- Film poster
- Directed by: George Marshall
- Written by: Michael Fessier
- Produced by: Pat Duggan
- Starring: Rosemary Clooney Jack Carson Guy Mitchell
- Cinematography: Arthur Arling
- Edited by: Arthur P. Schmidt
- Music by: Joseph J. Lilley
- Color process: Technicolor
- Production company: Paramount Pictures
- Distributed by: Paramount Pictures
- Release dates: February 9, 1954 (Los Angeles); March 26, 1954 (New York City);
- Running time: 91 minutes
- Country: United States
- Language: English
- Box office: $1.3 million

= Red Garters (film) =

1954 film by George Marshall

Red Garters is a 1954 American musical Western film starring Rosemary Clooney, Jack Carson, Guy Mitchell. It is a musical spoof of Westerns. The director was George Marshall.

The film was nominated for an Academy Award for Best Art Direction (Hal Pereira, Roland Anderson, Samuel M. Comer, Ray Moyer).

"[Red Garters] is a costume piece, a roguish, cheeky musical western in which anything goes. All the cliches of every western ever made are examined with humor and high spirits. [...] Red Garters has no settings in the ordinary sense; houses, trees, windows and the like are merely suggested, as on a musical stage."

It has been distributed on VHS, Laserdisc, and DVD.

==Plot==
A stranger in town meets pretty young Susan Martinez De La Cruz and accompanies her to a barbecue, where wealthy Jason Carberry is saying a few words for the recently departed Robin Randall, a citizen who got shot.

Jason objects to the stranger's presence, being Susan's guardian and protective of her. He challenges him to a shootout, but the stranger pulls his pistol before Jason's can even clear the holster. Calaveras Kate, a saloon singer who's in love with Jason, is relieved when the stranger declines to pull the trigger.

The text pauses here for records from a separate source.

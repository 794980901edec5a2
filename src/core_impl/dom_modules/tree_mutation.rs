impl Dom {
    pub(crate) fn can_have_children(&self, node_id: NodeId) -> bool {
        match self.nodes.get(node_id.0).map(|node| &node.node_type) {
            Some(NodeType::Document) => true,
            Some(NodeType::Element(element)) => !is_void_tag(&element.tag_name),
            Some(NodeType::Text(_)) | None => false,
        }
    }

    fn detach(&mut self, child: NodeId) {
        if let Some(old_parent) = self.parent(child) {
            self.nodes[old_parent.0].children.retain(|id| *id != child);
        }
        self.nodes[child.0].parent = None;
    }

    /// Detaches `node` from its parent. Detached nodes are a no-op.
    pub(crate) fn remove_node(&mut self, node: NodeId) -> Result<()> {
        if node == self.root {
            return Err(Error::Runtime("cannot remove document root".into()));
        }
        if self.parent(node).is_none() {
            return Ok(());
        }
        self.detach(node);
        self.rebuild_id_index();
        Ok(())
    }
}
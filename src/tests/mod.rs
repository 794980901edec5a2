use super::*;

mod form_payloads;
mod html_and_selectors;
mod scroll_and_timers;
mod server_responses;
mod translation_and_config;
use super::*;

const FIELD_SELECTOR: &str = "input, textarea, select";
const FIELD_STATE_CLASSES: [&str; 4] = ["error", "status", "warning", "required"];

/// Removes message and preview blocks inside `form` and strips the
/// per-field state classes from its fields.
pub fn clear_messages<D: DomAccess + ?Sized>(
    dom: &mut D,
    form: NodeId,
    config: &AjaxConfig,
) -> Result<()> {
    for block in dom.find_within(form, &config.cleanup_selector())? {
        dom.mutate(block, DomOp::Remove)?;
    }
    for field in dom.find_within(form, FIELD_SELECTOR)? {
        for class_name in FIELD_STATE_CLASSES {
            dom.mutate(field, DomOp::RemoveClass(class_name.to_string()))?;
        }
    }
    Ok(())
}

/// Prepends one message block per group to `form`, keeping group order, and
/// marks each referenced field with the group's kind.
///
/// Call [`clear_messages`] first; this only adds.
pub fn render_messages<D: DomAccess + ?Sized>(
    dom: &mut D,
    form: NodeId,
    groups: &[(MessageKind, &[Message])],
    config: &AjaxConfig,
) -> Result<()> {
    let mut markup = String::new();
    for (kind, messages) in groups {
        if *kind == MessageKind::Preview {
            return Err(Error::Runtime(
                "preview fragments are rendered with render_preview".into(),
            ));
        }
        for message in messages.iter() {
            mark_field(dom, form, message, *kind)?;
        }
        markup.push_str(&message_block_html(*kind, messages, config));
    }
    if !markup.is_empty() {
        dom.mutate(form, DomOp::PrependHtml(markup))?;
    }
    Ok(())
}

/// Prepends a preview block holding `fragment` to `form`.
pub fn render_preview<D: DomAccess + ?Sized>(
    dom: &mut D,
    form: NodeId,
    fragment: &str,
    config: &AjaxConfig,
) -> Result<()> {
    let markup = format!(
        "<div class=\"{}\">{fragment}</div>",
        escape_html_attr_for_serialization(&config.preview_class)
    );
    dom.mutate(form, DomOp::PrependHtml(markup))
}

fn mark_field<D: DomAccess + ?Sized>(
    dom: &mut D,
    form: NodeId,
    message: &Message,
    kind: MessageKind,
) -> Result<()> {
    let Some(field_id) = message.field_id.as_deref() else {
        return Ok(());
    };
    let Some(field) = dom
        .find_within(form, &id_attr_selector(field_id))?
        .into_iter()
        .next()
    else {
        return Ok(());
    };
    dom.mutate(field, DomOp::AddClass(kind.as_class().to_string()))?;
    if message.required {
        dom.mutate(field, DomOp::AddClass("required".to_string()))?;
    }
    Ok(())
}

fn message_block_html(kind: MessageKind, messages: &[Message], config: &AjaxConfig) -> String {
    let mut out = format!(
        "<div class=\"{} {}\"><ul>",
        escape_html_attr_for_serialization(&config.messages_class),
        kind.as_class()
    );
    for message in messages {
        out.push_str("<li>");
        out.push_str(&message.text);
        out.push_str("</li>");
    }
    out.push_str("</ul></div>");
    out
}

Rafael Moreno suddenly rides into town and picks a fight with the stranger. Their brawl continues until the arrival of Judge Wallace Wintrop and his niece, Sheila, who have come to town from back East and deplore all this random violence out West.

The stranger is recognized as Reb Randall, the dead man's brother. He is looking for the killer, who could be Rafael, or could be Jason, or could even be Billy Buckett, the coward of the county. The women hold their breath to see if the men they love will survive.

==Cast==
- Rosemary Clooney as Calaveras Kate
- Jack Carson as Jason Carberry
- Guy Mitchell as Reb Randall
- Pat Crowley as Susan Martinez De La Cruz
- Gene Barry as Rafael Moreno
- Cass Daley as Minnie Redwing
- Frank Faylen as Billy Buckett
- Reginald Owen as Judge Wallace Winthrop
- Buddy Ebsen as Ginger Pete
- Richard Hale as Dr. J. Pott Troy
- Joanne Gilbert as Sheila Winthrop
- Herb Golden as Townsman

==Songs==

The songs were written by Jay Livingston and Ray Evans — a team that won three Academy Awards. The soundtrack on Columbia Records was released as a ten-inch Lp combining soundtrack recordings with studio re-creations conducted by Percy Faith and Mitch Miller.

Selections include:

- Red Garters - Clooney
- A Dime and a Dollar - Mitchell
- Brave Man - Clooney
- This is Greater Than I Thought - Gilbert
- Good Intentions - Clooney
- Meet a Happy Guy - Mitchell
- Bad News - Clooney
- Man and Woman - Clooney and Mitchell

After being out-of-print for more than 40 years, Collectables re-released the album on CD paired with Clooney's ten-inch album of songs from White Christmas.